» Exercise description: Wherever a line below holds the word "Duration", copy that line.

» Data:
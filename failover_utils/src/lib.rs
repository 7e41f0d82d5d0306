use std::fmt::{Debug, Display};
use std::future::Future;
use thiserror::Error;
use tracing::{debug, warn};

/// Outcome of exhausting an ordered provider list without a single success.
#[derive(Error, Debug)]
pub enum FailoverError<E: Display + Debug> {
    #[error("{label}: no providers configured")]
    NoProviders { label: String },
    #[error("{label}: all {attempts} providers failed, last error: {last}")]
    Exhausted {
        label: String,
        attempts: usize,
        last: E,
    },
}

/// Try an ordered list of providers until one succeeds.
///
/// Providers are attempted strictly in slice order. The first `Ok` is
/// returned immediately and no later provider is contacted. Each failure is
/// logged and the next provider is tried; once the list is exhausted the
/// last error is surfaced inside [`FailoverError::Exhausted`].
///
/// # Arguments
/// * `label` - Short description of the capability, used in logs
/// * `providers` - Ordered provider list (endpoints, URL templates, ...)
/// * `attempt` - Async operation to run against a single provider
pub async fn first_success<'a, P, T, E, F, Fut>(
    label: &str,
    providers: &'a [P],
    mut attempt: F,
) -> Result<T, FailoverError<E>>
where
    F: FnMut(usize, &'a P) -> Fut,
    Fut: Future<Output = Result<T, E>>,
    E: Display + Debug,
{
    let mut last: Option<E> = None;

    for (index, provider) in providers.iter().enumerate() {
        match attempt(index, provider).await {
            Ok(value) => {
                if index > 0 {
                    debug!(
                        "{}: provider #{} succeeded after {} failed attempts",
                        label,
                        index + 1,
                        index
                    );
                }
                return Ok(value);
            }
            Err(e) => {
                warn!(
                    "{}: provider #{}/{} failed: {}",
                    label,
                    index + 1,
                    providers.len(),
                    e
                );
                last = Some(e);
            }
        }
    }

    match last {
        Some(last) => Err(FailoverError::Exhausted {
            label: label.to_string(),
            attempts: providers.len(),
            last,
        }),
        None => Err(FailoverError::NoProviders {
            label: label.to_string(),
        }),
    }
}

...

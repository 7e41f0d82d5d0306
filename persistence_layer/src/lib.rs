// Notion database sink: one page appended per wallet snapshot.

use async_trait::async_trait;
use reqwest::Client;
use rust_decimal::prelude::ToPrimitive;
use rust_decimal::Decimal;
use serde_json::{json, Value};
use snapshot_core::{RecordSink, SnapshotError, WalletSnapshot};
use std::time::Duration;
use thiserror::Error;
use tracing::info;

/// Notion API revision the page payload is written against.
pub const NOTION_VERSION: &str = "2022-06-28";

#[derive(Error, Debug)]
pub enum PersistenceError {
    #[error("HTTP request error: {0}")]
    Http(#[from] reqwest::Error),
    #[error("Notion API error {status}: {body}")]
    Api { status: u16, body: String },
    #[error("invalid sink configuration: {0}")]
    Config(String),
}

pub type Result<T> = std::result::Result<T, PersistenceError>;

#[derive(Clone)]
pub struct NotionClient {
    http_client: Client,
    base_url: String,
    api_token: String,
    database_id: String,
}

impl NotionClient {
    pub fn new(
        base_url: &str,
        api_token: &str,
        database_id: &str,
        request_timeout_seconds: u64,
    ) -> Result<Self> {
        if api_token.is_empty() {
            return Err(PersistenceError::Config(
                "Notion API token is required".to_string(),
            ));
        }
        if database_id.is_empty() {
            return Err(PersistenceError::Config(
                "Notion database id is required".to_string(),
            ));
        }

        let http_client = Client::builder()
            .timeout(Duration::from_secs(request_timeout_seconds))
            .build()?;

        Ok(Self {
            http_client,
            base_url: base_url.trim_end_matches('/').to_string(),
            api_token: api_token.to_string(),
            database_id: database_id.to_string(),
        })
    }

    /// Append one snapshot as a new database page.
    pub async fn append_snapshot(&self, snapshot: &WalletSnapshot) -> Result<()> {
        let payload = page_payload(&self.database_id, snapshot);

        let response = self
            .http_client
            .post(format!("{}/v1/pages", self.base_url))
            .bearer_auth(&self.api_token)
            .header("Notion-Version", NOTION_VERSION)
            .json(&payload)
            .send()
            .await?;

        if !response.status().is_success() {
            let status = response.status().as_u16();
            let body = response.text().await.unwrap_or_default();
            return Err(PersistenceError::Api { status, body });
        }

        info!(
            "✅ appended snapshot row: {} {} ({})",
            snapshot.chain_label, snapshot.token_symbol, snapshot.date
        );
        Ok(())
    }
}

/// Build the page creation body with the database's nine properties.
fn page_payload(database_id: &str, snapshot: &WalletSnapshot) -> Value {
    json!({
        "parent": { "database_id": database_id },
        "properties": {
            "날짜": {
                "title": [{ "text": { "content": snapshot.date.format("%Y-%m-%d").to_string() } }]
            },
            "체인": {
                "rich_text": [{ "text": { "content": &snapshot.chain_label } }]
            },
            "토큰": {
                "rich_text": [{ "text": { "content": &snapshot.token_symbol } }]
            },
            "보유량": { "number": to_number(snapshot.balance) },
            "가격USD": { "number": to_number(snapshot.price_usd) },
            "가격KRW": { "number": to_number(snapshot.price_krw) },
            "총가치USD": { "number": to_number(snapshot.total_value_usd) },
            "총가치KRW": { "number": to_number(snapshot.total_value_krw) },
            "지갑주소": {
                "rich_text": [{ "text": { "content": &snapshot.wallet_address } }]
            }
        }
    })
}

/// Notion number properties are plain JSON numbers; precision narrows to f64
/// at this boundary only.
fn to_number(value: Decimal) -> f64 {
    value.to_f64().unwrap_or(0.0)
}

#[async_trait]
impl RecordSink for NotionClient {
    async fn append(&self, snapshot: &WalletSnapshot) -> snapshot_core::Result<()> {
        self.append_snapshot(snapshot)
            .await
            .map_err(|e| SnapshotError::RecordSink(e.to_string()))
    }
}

» Answer section:
use std::time::Duration;
            .timeout(Duration::from_secs(request_timeout_seconds))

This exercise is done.